Eventually, the teams took to the pitch and battle commenced. Alas, the first half proved to be a somewhat enervating affair and the score remained 0-0 as we headed into the break. Things perked up considerably in the second half though and Persija scored a thrilling last gasp equalizer to draw the game 2-2. The referee even managed to award Bandung a penalty without being taken out by a sniper in the stands. The fans went wild and let off so many orange flares that the stadium started to resemble downtown Beirut.



Still, at least Jakarta hadn't lost and thus the chances of my being knifed in the kidneys had dropped precipitously. Now came the tricky part though, going home. I headed out and walked cautiously around the stadium’s perimeter as an orange tsunami spilled out of the various exits. I unlocked my bicycle and headed out towards the main road. Thankfully no one seemed to think it necessary to push me off and steal my mobile phone. In fact, most were content to simply point and laugh at me, it's not every day that you see a big nosed Westerner wearing a Persija scarf and riding a bicycle after all.

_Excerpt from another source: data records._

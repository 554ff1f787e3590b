use crate::descriptor::ToolDescriptor;
use crate::error::RegistryError;
use crate::tool::Tool;
use std::collections::HashMap;
use std::fmt;
use std::sync::Arc;

/// A tool together with the descriptor captured at registration.
#[derive(Clone)]
pub struct RegisteredTool {
    descriptor: ToolDescriptor,
    tool: Arc<dyn Tool>,
}

impl RegisteredTool {
    pub fn descriptor(&self) -> &ToolDescriptor {
        &self.descriptor
    }

    pub fn tool(&self) -> &Arc<dyn Tool> {
        &self.tool
    }
}

impl fmt::Debug for RegisteredTool {
    fn fmt(&self, f: &mut fmt::Formatter<'_>) -> fmt::Result {
        f.debug_struct("RegisteredTool")
            .field("name", &self.descriptor.name())
            .finish_non_exhaustive()
    }
}

/// Ordered set of tools, unique by name.
///
/// The registry is assembled once with [`ToolRegistry::try_with_tool`] and is
/// read-only afterwards; share it behind an `Arc`.
///
/// # Example
///
/// ```rust,ignore
/// let registry = ToolRegistry::new()
///     .try_with_tool(Arc::new(DownloadReportTool::new()?))?;
/// assert_eq!(registry.list()[0].name(), "downloadReport");
/// ```
#[derive(Clone, Default)]
pub struct ToolRegistry {
    descriptors: Vec<ToolDescriptor>,
    tools: Vec<RegisteredTool>,
    index: HashMap<String, usize>,
}

impl ToolRegistry {
    pub fn new() -> Self {
        Self::default()
    }

    /// Register a tool under the name its descriptor declares.
    ///
    /// # Errors
    ///
    /// Returns `RegistryError::DuplicateTool` if the name is taken, or
    /// `RegistryError::EmptyName` if the descriptor has no name.
    pub fn try_with_tool(mut self, tool: Arc<dyn Tool>) -> Result<Self, RegistryError> {
        let descriptor = tool.descriptor();
        let name = descriptor.name().to_string();

        if name.is_empty() {
            return Err(RegistryError::EmptyName);
        }
        if self.index.contains_key(&name) {
            return Err(RegistryError::DuplicateTool(name));
        }

        self.index.insert(name, self.tools.len());
        self.descriptors.push(descriptor.clone());
        self.tools.push(RegisteredTool { descriptor, tool });
        Ok(self)
    }

    /// Build a registry from a sequence of tools, in order.
    pub fn from_tools<I>(tools: I) -> Result<Self, RegistryError>
    where
        I: IntoIterator<Item = Arc<dyn Tool>>,
    {
        tools
            .into_iter()
            .try_fold(Self::new(), |registry, tool| registry.try_with_tool(tool))
    }

    /// Descriptors in registration order.
    pub fn list(&self) -> &[ToolDescriptor] {
        &self.descriptors
    }

    pub fn lookup(&self, name: &str) -> Option<&RegisteredTool> {
        self.index.get(name).map(|&i| &self.tools[i])
    }

    pub fn names(&self) -> impl Iterator<Item = &str> {
        self.descriptors.iter().map(ToolDescriptor::name)
    }

    pub fn len(&self) -> usize {
        self.tools.len()
    }

    pub fn is_empty(&self) -> bool {
        self.tools.is_empty()
    }
}

impl fmt::Debug for ToolRegistry {
    fn fmt(&self, f: &mut fmt::Formatter<'_>) -> fmt::Result {
        f.debug_struct("ToolRegistry")
            .field("tools", &self.names().collect::<Vec<_>>())
            .finish()
    }
}

#[cfg(test)]
mod tests {
    use super::*;
    use crate::descriptor::InputSchema;
    use crate::error::ToolFailure;
    use crate::tool::ToolResult;
    use crate::validation::ValidatedArguments;
    use async_trait::async_trait;

    struct NamedTool(&'static str);

    #[async_trait]
    impl Tool for NamedTool {
        fn descriptor(&self) -> ToolDescriptor {
            ToolDescriptor::new(self.0, "test tool", InputSchema::empty())
        }

        async fn execute(&self, _: ValidatedArguments) -> Result<ToolResult, ToolFailure> {
            Ok(ToolResult::text(self.0))
        }
    }

    #[test]
    fn test_list_preserves_registration_order() {
        let registry = ToolRegistry::from_tools([
            Arc::new(NamedTool("b")) as Arc<dyn Tool>,
            Arc::new(NamedTool("a")),
            Arc::new(NamedTool("c")),
        ])
        .unwrap();

        let names: Vec<_> = registry.names().collect();
        assert_eq!(names, ["b", "a", "c"]);
        assert_eq!(registry.len(), 3);
    }

    #[test]
    fn test_every_listed_tool_can_be_looked_up() {
        let registry = ToolRegistry::new()
            .try_with_tool(Arc::new(NamedTool("one")))
            .unwrap()
            .try_with_tool(Arc::new(NamedTool("two")))
            .unwrap();

        for descriptor in registry.list() {
            let entry = registry.lookup(descriptor.name()).unwrap();
            assert_eq!(entry.descriptor().name(), descriptor.name());
        }
        assert!(registry.lookup("three").is_none());
    }

    #[test]
    fn test_duplicate_name_rejected() {
        let err = ToolRegistry::new()
            .try_with_tool(Arc::new(NamedTool("dup")))
            .unwrap()
            .try_with_tool(Arc::new(NamedTool("dup")))
            .unwrap_err();
        assert!(matches!(err, RegistryError::DuplicateTool(name) if name == "dup"));
    }

    #[test]
    fn test_empty_name_rejected() {
        let err = ToolRegistry::new()
            .try_with_tool(Arc::new(NamedTool("")))
            .unwrap_err();
        assert!(matches!(err, RegistryError::EmptyName));
    }
}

A few days later, I came across a story in this very paper which confirmed that my fears had been well founded. Apparently, a supporter had died after the match after being mobbed to death. Again, only in Indonesia it seems could someone be killed at a game at which there aren't even any away supporters. Apparently, a thug in the crowd had pointed to a small group believing them to be Bandung fans and him and his friends had then attacked them, killing one of them and putting another two into hospital. Of course, it later turned out that the victims had been Jakarta's supporters after all, funny that.

Alas, events such as this represent the negative flipside of the Indonesian psyche and its friendly sociability, the flipside of an intense neighborliness that transcends self conscious awareness. Mob formation and the propensity to run 'amok' (tellingly, one of the only Indonesian words to make it into the English language) are the dark underbelly of Indonesian society and its repressions. I imagine that these guys would struggle to later recall actually killing someone at the height of the mob’s unconscious, emotionally charged intensity and to explain why, when their man was already down, they kept on kicking. The reason could be that the collective drive of the mob, in psychoanalytic terms, eliminates each individual member’s higher functions of self-criticism and conscience.



Perhaps the attackers were taking a leaf out of the Bill Shankly book of life. Bill was the former Liverpool manager who famously once said, "Some people think football is a matter of life and death. I assure you, it's much more serious than that." Anyway, roll on the World Cup I say. My brave English boys will show these Indonesian whippersnappers what real hooliganism is all about.